## [EXERCISE DATA]
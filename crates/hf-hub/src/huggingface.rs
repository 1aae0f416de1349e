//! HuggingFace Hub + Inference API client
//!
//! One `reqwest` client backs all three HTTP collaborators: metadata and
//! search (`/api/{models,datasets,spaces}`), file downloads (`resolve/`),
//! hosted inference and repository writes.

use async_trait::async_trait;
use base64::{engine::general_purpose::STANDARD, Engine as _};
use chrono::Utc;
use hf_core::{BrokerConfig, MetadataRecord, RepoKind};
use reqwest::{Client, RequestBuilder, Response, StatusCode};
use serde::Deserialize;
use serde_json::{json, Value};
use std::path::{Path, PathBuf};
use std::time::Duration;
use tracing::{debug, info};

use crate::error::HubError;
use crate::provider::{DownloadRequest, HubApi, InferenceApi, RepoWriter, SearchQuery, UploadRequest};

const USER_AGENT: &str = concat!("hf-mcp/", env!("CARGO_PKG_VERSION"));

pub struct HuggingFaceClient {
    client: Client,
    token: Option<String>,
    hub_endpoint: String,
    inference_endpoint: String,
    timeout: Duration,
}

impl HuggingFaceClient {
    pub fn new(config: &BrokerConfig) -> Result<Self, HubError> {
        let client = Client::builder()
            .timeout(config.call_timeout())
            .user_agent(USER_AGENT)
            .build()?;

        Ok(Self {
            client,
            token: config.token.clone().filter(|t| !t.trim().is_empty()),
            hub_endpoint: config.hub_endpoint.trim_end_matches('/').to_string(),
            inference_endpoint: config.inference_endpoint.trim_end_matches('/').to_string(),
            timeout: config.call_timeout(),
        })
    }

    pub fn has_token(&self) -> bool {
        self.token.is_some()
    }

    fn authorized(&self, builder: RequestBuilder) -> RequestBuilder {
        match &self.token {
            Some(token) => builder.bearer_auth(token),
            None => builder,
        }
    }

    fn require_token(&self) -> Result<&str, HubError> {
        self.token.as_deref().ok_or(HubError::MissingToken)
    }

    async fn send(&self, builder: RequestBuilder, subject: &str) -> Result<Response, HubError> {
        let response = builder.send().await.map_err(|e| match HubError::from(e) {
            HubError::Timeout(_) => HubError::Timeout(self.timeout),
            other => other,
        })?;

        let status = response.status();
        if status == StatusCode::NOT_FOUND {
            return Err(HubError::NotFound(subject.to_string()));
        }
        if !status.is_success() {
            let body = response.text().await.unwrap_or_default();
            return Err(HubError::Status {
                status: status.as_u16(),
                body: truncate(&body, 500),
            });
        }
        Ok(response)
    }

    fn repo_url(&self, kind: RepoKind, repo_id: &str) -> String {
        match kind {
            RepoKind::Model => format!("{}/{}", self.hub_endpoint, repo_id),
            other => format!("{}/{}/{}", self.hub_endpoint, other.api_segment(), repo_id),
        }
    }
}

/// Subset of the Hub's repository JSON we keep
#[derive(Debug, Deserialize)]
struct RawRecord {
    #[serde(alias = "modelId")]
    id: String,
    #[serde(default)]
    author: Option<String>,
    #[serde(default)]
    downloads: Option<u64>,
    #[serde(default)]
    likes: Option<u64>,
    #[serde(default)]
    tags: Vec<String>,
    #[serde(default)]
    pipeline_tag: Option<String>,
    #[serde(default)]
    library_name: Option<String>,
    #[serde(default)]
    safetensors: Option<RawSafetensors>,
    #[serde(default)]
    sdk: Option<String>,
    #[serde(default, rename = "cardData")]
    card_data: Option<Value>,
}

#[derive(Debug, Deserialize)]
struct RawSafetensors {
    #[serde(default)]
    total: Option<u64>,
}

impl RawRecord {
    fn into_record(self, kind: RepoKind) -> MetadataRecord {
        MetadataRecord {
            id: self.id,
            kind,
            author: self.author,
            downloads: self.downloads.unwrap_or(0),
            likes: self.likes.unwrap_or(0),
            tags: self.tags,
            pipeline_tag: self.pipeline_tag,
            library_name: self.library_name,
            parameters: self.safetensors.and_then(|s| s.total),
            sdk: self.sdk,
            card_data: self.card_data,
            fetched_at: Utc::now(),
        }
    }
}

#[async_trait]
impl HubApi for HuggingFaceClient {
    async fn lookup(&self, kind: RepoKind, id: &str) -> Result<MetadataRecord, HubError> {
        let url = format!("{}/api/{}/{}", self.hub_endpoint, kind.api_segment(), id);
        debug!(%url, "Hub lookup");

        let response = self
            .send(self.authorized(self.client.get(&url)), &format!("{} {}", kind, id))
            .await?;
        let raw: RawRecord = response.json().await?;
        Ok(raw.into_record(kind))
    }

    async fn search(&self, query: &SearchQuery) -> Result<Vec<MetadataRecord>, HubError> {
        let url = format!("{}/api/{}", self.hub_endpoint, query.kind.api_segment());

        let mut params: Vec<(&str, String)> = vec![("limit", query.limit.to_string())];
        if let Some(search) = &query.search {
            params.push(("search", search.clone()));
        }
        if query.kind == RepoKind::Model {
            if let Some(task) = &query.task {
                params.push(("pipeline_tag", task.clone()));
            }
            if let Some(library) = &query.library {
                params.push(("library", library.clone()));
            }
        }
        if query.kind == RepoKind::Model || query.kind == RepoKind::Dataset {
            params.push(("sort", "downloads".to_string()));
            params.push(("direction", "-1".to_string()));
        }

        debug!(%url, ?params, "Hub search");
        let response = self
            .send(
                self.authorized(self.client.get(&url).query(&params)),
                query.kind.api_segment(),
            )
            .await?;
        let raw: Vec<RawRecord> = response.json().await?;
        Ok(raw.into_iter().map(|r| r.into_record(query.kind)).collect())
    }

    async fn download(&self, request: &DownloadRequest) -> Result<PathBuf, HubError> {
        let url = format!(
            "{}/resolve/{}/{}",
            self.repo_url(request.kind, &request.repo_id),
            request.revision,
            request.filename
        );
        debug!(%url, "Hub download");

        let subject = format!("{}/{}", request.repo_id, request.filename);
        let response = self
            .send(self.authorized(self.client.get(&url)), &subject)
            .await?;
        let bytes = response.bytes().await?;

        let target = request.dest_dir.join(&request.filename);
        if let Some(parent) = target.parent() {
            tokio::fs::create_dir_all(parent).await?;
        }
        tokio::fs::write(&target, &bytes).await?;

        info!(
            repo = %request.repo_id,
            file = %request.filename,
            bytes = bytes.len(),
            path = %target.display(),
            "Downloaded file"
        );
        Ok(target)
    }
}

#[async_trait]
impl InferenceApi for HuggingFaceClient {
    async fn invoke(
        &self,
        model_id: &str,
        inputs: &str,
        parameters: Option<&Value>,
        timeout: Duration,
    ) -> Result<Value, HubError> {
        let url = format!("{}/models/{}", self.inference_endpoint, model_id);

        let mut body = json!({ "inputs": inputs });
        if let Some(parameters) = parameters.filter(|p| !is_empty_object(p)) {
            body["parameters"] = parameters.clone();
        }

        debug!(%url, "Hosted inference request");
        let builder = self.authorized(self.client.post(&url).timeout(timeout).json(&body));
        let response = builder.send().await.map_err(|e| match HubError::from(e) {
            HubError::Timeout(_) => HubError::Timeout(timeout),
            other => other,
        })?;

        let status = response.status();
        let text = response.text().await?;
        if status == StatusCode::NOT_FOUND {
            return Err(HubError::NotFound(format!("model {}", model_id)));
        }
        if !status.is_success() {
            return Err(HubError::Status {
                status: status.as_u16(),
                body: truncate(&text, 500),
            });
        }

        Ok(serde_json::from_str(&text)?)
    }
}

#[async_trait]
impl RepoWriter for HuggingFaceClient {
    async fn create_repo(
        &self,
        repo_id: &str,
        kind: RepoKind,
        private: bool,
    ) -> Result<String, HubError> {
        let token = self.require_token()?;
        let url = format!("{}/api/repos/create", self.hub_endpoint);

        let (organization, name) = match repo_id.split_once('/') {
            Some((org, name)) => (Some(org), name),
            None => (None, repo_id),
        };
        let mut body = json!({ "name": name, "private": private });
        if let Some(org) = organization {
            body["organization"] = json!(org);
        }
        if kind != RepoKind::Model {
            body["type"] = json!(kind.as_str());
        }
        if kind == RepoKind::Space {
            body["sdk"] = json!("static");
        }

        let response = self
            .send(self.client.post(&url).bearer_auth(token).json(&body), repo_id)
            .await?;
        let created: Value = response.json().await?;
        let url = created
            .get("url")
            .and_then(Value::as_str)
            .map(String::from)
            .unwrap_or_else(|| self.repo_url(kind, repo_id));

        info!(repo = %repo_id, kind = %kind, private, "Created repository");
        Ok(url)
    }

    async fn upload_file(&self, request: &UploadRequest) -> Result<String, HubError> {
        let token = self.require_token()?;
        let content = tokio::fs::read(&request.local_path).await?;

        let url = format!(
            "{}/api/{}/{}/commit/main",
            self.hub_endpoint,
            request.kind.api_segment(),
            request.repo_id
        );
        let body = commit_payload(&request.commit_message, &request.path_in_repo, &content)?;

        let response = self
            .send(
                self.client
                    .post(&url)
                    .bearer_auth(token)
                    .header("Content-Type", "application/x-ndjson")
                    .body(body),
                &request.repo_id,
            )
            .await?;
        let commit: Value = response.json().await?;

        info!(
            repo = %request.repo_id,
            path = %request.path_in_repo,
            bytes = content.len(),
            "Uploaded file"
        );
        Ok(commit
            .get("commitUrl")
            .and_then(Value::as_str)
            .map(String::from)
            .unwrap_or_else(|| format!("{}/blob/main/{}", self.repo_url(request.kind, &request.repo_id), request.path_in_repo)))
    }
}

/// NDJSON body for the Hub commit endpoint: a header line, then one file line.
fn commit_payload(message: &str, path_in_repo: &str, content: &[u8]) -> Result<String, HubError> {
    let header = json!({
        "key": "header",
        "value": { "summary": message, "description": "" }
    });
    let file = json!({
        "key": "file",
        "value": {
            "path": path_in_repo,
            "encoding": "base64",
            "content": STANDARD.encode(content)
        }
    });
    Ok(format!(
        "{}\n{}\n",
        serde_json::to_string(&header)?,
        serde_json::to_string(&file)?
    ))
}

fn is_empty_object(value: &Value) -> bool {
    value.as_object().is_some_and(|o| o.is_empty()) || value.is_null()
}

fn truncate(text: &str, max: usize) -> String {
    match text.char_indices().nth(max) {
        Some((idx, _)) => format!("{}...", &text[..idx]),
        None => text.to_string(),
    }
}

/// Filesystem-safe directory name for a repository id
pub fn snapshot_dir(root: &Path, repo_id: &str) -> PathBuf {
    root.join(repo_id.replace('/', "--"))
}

## [EXERCISE REQUIREMENTS]
In the listing above, find every line with the word "text" and copy it out.

## [ANSWER SPACE]
            let body = response.text().await.unwrap_or_default();
        let text = response.text().await?;
                body: truncate(&text, 500),
        Ok(serde_json::from_str(&text)?)
fn truncate(text: &str, max: usize) -> String {
    match text.char_indices().nth(max) {
        Some((idx, _)) => format!("{}...", &text[..idx]),
        None => text.to_string(),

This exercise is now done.